--- Record extracts Enclosed Below ---

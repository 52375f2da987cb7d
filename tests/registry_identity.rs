//! Integration tests for dynamic type identity
//!
//! One type object per signature, created exactly once even under
//! concurrent first requests, with placeholders for unknown signatures.

use dynschema::catalog::registry::{DynamicType, DynamicTypeRegistry, TypeFactory};
use dynschema::catalog::store::SchemaStore;
use dynschema::catalog::{DEFAULT_SIGNATURE, Signature};
use std::io;
use std::sync::atomic::{AtomicUsize, Ordering};
use std::sync::{Arc, Barrier, Mutex};
use std::thread;
use std::time::Duration;

const THREADS: usize = 8;

fn counting_factory(calls: Arc<AtomicUsize>) -> TypeFactory {
    Arc::new(move |signature: &Signature| {
        calls.fetch_add(1, Ordering::SeqCst);
        // Widen the window for racing creators.
        thread::sleep(Duration::from_millis(20));
        DynamicType::placeholder(*signature)
    })
}

#[test]
fn test_concurrent_first_requests_share_one_type() {
    let calls = Arc::new(AtomicUsize::new(0));
    let registry = Arc::new(DynamicTypeRegistry::with_factory(counting_factory(
        calls.clone(),
    )));
    let signature = Signature::of_text("<schema><field name='race'/></schema>");
    let barrier = Arc::new(Barrier::new(THREADS));

    let handles: Vec<_> = (0..THREADS)
        .map(|_| {
            let registry = registry.clone();
            let barrier = barrier.clone();
            thread::spawn(move || {
                barrier.wait();
                registry.resolve(&signature)
            })
        })
        .collect();

    let types: Vec<_> = handles.into_iter().map(|h| h.join().unwrap()).collect();

    assert_eq!(calls.load(Ordering::SeqCst), 1);
    for ty in &types[1..] {
        assert!(Arc::ptr_eq(&types[0], ty));
    }
    assert_eq!(registry.len(), 1);
}

#[test]
fn test_distinct_signatures_get_distinct_types() {
    let store = Arc::new(SchemaStore::in_memory().unwrap());
    let a = store.add("<schema><field name='a'/></schema>").unwrap();
    let b = store.add("<schema><field name='b'/></schema>").unwrap();
    let registry = DynamicTypeRegistry::new(store);

    let ta = registry.resolve(&a);
    let tb = registry.resolve(&b);
    assert_ne!(*ta, *tb);
    assert_eq!(ta.name(), a.type_name());
    assert_eq!(tb.field_names(), vec!["b"]);
    assert!(Arc::ptr_eq(&ta, &registry.resolve(&a)));
}

#[test]
fn test_default_signature_resolves_to_empty_type() {
    let store = Arc::new(SchemaStore::in_memory().unwrap());
    let registry = DynamicTypeRegistry::new(store);

    let ty = registry.resolve(&DEFAULT_SIGNATURE);
    assert!(!ty.is_placeholder());
    assert!(ty.field_names().is_empty());
}

#[test]
fn test_type_reflects_schema_cached_at_creation() {
    let store = Arc::new(SchemaStore::in_memory().unwrap());
    let text = "<schema><field name='count' type='int' default='7'/></schema>";
    let signature = store.add(text).unwrap();
    let cached = store.load(text).unwrap();

    let registry = DynamicTypeRegistry::new(store);
    let ty = registry.resolve(&signature);
    assert!(Arc::ptr_eq(ty.schema().unwrap(), &cached));
    assert_eq!(ty.field_default("count").and_then(|v| v.as_int()), Some(7));
}

#[derive(Clone, Default)]
struct CapturedLog(Arc<Mutex<Vec<u8>>>);

impl CapturedLog {
    fn contents(&self) -> String {
        String::from_utf8_lossy(&self.0.lock().unwrap()).into_owned()
    }
}

impl io::Write for CapturedLog {
    fn write(&mut self, buf: &[u8]) -> io::Result<usize> {
        self.0.lock().unwrap().extend_from_slice(buf);
        Ok(buf.len())
    }

    fn flush(&mut self) -> io::Result<()> {
        Ok(())
    }
}

#[test]
fn test_unknown_signature_gets_placeholder_with_warning() {
    let log = CapturedLog::default();
    let writer = log.clone();
    let subscriber = tracing_subscriber::fmt()
        .with_writer(move || writer.clone())
        .with_ansi(false)
        .with_max_level(tracing::Level::WARN)
        .finish();

    let store = Arc::new(SchemaStore::in_memory().unwrap());
    let registry = DynamicTypeRegistry::new(store);
    let missing = Signature::of_text("<schema><field name='nowhere'/></schema>");

    let (first, second) = tracing::subscriber::with_default(subscriber, || {
        (registry.resolve(&missing), registry.resolve(&missing))
    });

    assert!(first.is_placeholder());
    assert!(first.field_names().is_empty());
    assert_eq!(first.name(), missing.type_name());
    assert!(Arc::ptr_eq(&first, &second));

    let output = log.contents();
    assert!(output.contains("WARN"));
    assert!(output.contains("placeholder"));
    assert!(output.contains(&missing.to_hex()));
    // Memoized: the warning fires once.
    assert_eq!(output.matches("placeholder").count(), 1);
}

#[test]
fn test_clear_forgets_types() {
    let calls = Arc::new(AtomicUsize::new(0));
    let registry = DynamicTypeRegistry::with_factory(counting_factory(calls.clone()));
    let signature = Signature::of_text("x");

    let before = registry.resolve(&signature);
    registry.clear();
    assert!(registry.is_empty());

    let after = registry.resolve(&signature);
    assert!(!Arc::ptr_eq(&before, &after));
    assert_eq!(calls.load(Ordering::SeqCst), 2);
}
//! Signature-aware dispatch
//!
//! An entity's effective type is its current signature's dynamic type
//! followed by the entity's static types. It is recomputed on every request
//! because re-signing changes the signature.

use std::fmt;
use std::sync::Arc;

use super::registry::{DynamicType, DynamicTypeRegistry};
use super::signature::Signature;

/// A statically declared entity type and the attributes it declares
#[derive(Debug)]
pub struct StaticType {
    /// Type name
    pub name: &'static str,
    /// Attributes every instance carries
    pub attributes: &'static [&'static str],
}

impl StaticType {
    /// Whether this type declares an attribute
    pub fn declares(&self, name: &str) -> bool {
        self.attributes.iter().any(|attribute| *attribute == name)
    }
}

/// One entry in an effective type's resolution order
#[derive(Debug, Clone)]
pub enum TypeRef {
    /// Type registered for a signature
    Dynamic(Arc<DynamicType>),
    /// Statically declared type
    Static(&'static StaticType),
}

impl TypeRef {
    /// Type name
    pub fn name(&self) -> &str {
        match self {
            TypeRef::Dynamic(ty) => ty.name(),
            TypeRef::Static(ty) => ty.name,
        }
    }

    /// Whether the type declares an attribute or field
    pub fn declares(&self, name: &str) -> bool {
        match self {
            TypeRef::Dynamic(ty) => ty.declares(name),
            TypeRef::Static(ty) => ty.declares(name),
        }
    }
}

impl PartialEq for TypeRef {
    fn eq(&self, other: &Self) -> bool {
        match (self, other) {
            (TypeRef::Dynamic(a), TypeRef::Dynamic(b)) => a == b,
            (TypeRef::Static(a), TypeRef::Static(b)) => std::ptr::eq(*a, *b),
            _ => false,
        }
    }
}

impl Eq for TypeRef {}

impl fmt::Display for TypeRef {
    fn fmt(&self, f: &mut fmt::Formatter<'_>) -> fmt::Result {
        f.write_str(self.name())
    }
}

/// Something whose runtime type depends on its current signature
pub trait SignatureAware {
    /// Current signature, if signed
    fn current_signature(&self) -> Option<Signature>;

    /// Statically declared types, most specific first
    fn static_types(&self) -> &'static [&'static StaticType];
}

/// Composed runtime type of an entity
#[derive(Debug, Clone, PartialEq, Eq)]
pub struct EffectiveType {
    order: Vec<TypeRef>,
}

impl EffectiveType {
    /// Effective type made of static types alone
    pub fn from_static(types: &'static [&'static StaticType]) -> Self {
        Self {
            order: types.iter().map(|ty| TypeRef::Static(*ty)).collect(),
        }
    }

    /// Types in dispatch order, dynamic type first
    pub fn resolution_order(&self) -> &[TypeRef] {
        &self.order
    }

    /// The dynamic type, if the entity is signed
    pub fn dynamic(&self) -> Option<&Arc<DynamicType>> {
        match self.order.first() {
            Some(TypeRef::Dynamic(ty)) => Some(ty),
            _ => None,
        }
    }

    /// Whether a type is part of this effective type
    pub fn provides(&self, ty: &TypeRef) -> bool {
        self.order.contains(ty)
    }

    /// Whether the dynamic type was created for this signature
    pub fn provides_signature(&self, signature: &Signature) -> bool {
        self.dynamic().is_some_and(|ty| ty.signature() == *signature)
    }

    /// Whether a static type is part of this effective type
    pub fn provides_static(&self, ty: &'static StaticType) -> bool {
        self.provides(&TypeRef::Static(ty))
    }

    /// First type in dispatch order that declares a name
    pub fn declaring(&self, name: &str) -> Option<&TypeRef> {
        self.order.iter().find(|ty| ty.declares(name))
    }

    /// Whether any type declares a name
    pub fn declares(&self, name: &str) -> bool {
        self.declaring(name).is_some()
    }
}

/// Computes effective types from a dynamic type registry
#[derive(Debug, Clone)]
pub struct SignatureAwareDispatch {
    registry: Arc<DynamicTypeRegistry>,
}

impl SignatureAwareDispatch {
    /// Create a dispatcher over a registry
    pub fn new(registry: Arc<DynamicTypeRegistry>) -> Self {
        Self { registry }
    }

    /// Registry used for dynamic types
    pub fn registry(&self) -> &Arc<DynamicTypeRegistry> {
        &self.registry
    }

    /// Current effective type of an entity
    pub fn effective_type<E>(&self, entity: &E) -> EffectiveType
    where
        E: SignatureAware + ?Sized,
    {
        let mut order = Vec::new();
        if let Some(signature) = entity.current_signature() {
            order.push(TypeRef::Dynamic(self.registry.resolve(&signature)));
        }
        order.extend(entity.static_types().iter().map(|ty| TypeRef::Static(*ty)));
        EffectiveType { order }
    }

    /// Whether an entity currently provides a type
    pub fn provided_by<E>(&self, entity: &E, ty: &TypeRef) -> bool
    where
        E: SignatureAware + ?Sized,
    {
        self.effective_type(entity).provides(ty)
    }
}
//! Filesystem layout helpers and atomic write operations
//!
//! Manages the catalog directory structure, ensures atomic writes via
//! temp files and renames, and persists the catalog configuration.

use std::fs::{self, File, OpenOptions};
use std::io::{ErrorKind, Write};
use std::path::{Path, PathBuf};

use super::CatalogConfig;
use super::error::{StorageError, StorageResult};

/// Storage manager for catalog persistence
#[derive(Debug, Clone)]
pub struct Storage {
    root: PathBuf,
}

impl Storage {
    /// Create a new storage manager
    pub fn new(root: PathBuf) -> Self {
        Self { root }
    }

    /// Get the config file path
    pub fn config_path(&self) -> PathBuf {
        self.root.join("config.json")
    }

    /// Get the schema object directory
    pub fn schemas_dir(&self) -> PathBuf {
        self.root.join("schemas")
    }

    /// Write data atomically to a file
    ///
    /// Writes a uniquely named temporary file, syncs it, then renames it over
    /// the destination so concurrent writers of one key never interleave.
    pub fn write_atomic(&self, path: &Path, data: &[u8]) -> StorageResult<()> {
        let temp_path = path.with_extension(format!("{}.tmp", uuid::Uuid::new_v4().simple()));
        let failed = |detail: String| StorageError::AtomicWriteFailed {
            path: path.to_path_buf(),
            detail,
        };

        let mut file = File::create(&temp_path)
            .map_err(|e| failed(format!("create {:?}: {}", temp_path, e)))?;
        file.write_all(data)
            .and_then(|_| file.sync_all())
            .map_err(|e| failed(format!("write {:?}: {}", temp_path, e)))?;
        drop(file);

        if let Err(e) = fs::rename(&temp_path, path) {
            let _ = fs::remove_file(&temp_path);
            return Err(failed(format!("rename {:?}: {}", temp_path, e)));
        }

        // Sync parent directory
        if let Some(parent) = path.parent() {
            let dir = OpenOptions::new().read(true).open(parent)?;
            dir.sync_all()?;
        }

        Ok(())
    }

    /// Read a file, `None` if it does not exist
    pub fn read_file(&self, path: &Path) -> StorageResult<Option<Vec<u8>>> {
        match fs::read(path) {
            Ok(data) => Ok(Some(data)),
            Err(e) if e.kind() == ErrorKind::NotFound => Ok(None),
            Err(e) => Err(e.into()),
        }
    }

    /// Remove a file, returning whether it existed
    pub fn remove_file(&self, path: &Path) -> StorageResult<bool> {
        match fs::remove_file(path) {
            Ok(()) => Ok(true),
            Err(e) if e.kind() == ErrorKind::NotFound => Ok(false),
            Err(e) => Err(e.into()),
        }
    }

    /// Check if a path exists
    pub fn exists(&self, path: &Path) -> bool {
        path.exists()
    }

    /// Create a directory and all parent directories
    pub fn create_dir_all(&self, path: &Path) -> StorageResult<()> {
        fs::create_dir_all(path)?;
        Ok(())
    }

    /// List files in a directory
    pub fn list_dir(&self, path: &Path) -> StorageResult<Vec<PathBuf>> {
        if !path.exists() {
            return Err(StorageError::PathNotFound(path.to_path_buf()));
        }

        let mut entries = Vec::new();
        for entry in fs::read_dir(path)? {
            entries.push(entry?.path());
        }

        Ok(entries)
    }
}

/// Initialize storage directories for a new catalog
pub fn init_storage(root: &Path) -> StorageResult<()> {
    let storage = Storage::new(root.to_path_buf());

    storage.create_dir_all(root)?;
    storage.create_dir_all(&storage.schemas_dir())?;

    Ok(())
}

/// Write catalog configuration
pub fn write_config(config: &CatalogConfig) -> StorageResult<()> {
    let storage = Storage::new(config.root.clone());
    let json = serde_json::to_vec_pretty(config)?;
    storage.write_atomic(&storage.config_path(), &json)
}

/// Load catalog configuration
pub fn load_config(root: &Path) -> StorageResult<CatalogConfig> {
    let storage = Storage::new(root.to_path_buf());
    let config_path = storage.config_path();

    let data = storage
        .read_file(&config_path)?
        .ok_or_else(|| StorageError::ConfigError(format!("missing {:?}", config_path)))?;
    let config: CatalogConfig = serde_json::from_slice(&data)?;

    Ok(config)
}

--- End of Enclosed Record extracts ---

About this exercise: Word for word, reproduce the lines of the listing from the first one through the line containing "let types: Vec<_>", and no more.

Output of the task:
repository 52375f2da987cb7d
filename tests/registry_identity.rs
//! Integration tests for dynamic type identity
//!
//! One type object per signature, created exactly once even under
//! concurrent first requests, with placeholders for unknown signatures.

use dynschema::catalog::registry::{DynamicType, DynamicTypeRegistry, TypeFactory};
use dynschema::catalog::store::SchemaStore;
use dynschema::catalog::{DEFAULT_SIGNATURE, Signature};
use std::io;
use std::sync::atomic::{AtomicUsize, Ordering};
use std::sync::{Arc, Barrier, Mutex};
use std::thread;
use std::time::Duration;

const THREADS: usize = 8;

fn counting_factory(calls: Arc<AtomicUsize>) -> TypeFactory {
    Arc::new(move |signature: &Signature| {
        calls.fetch_add(1, Ordering::SeqCst);
        // Widen the window for racing creators.
        thread::sleep(Duration::from_millis(20));
        DynamicType::placeholder(*signature)
    })
}

#[test]
fn test_concurrent_first_requests_share_one_type() {
    let calls = Arc::new(AtomicUsize::new(0));
    let registry = Arc::new(DynamicTypeRegistry::with_factory(counting_factory(
        calls.clone(),
    )));
    let signature = Signature::of_text("<schema><field name='race'/></schema>");
    let barrier = Arc::new(Barrier::new(THREADS));

    let handles: Vec<_> = (0..THREADS)
        .map(|_| {
            let registry = registry.clone();
            let barrier = barrier.clone();
            thread::spawn(move || {
                barrier.wait();
                registry.resolve(&signature)
            })
        })
        .collect();

    let types: Vec<_> = handles.into_iter().map(|h| h.join().unwrap()).collect();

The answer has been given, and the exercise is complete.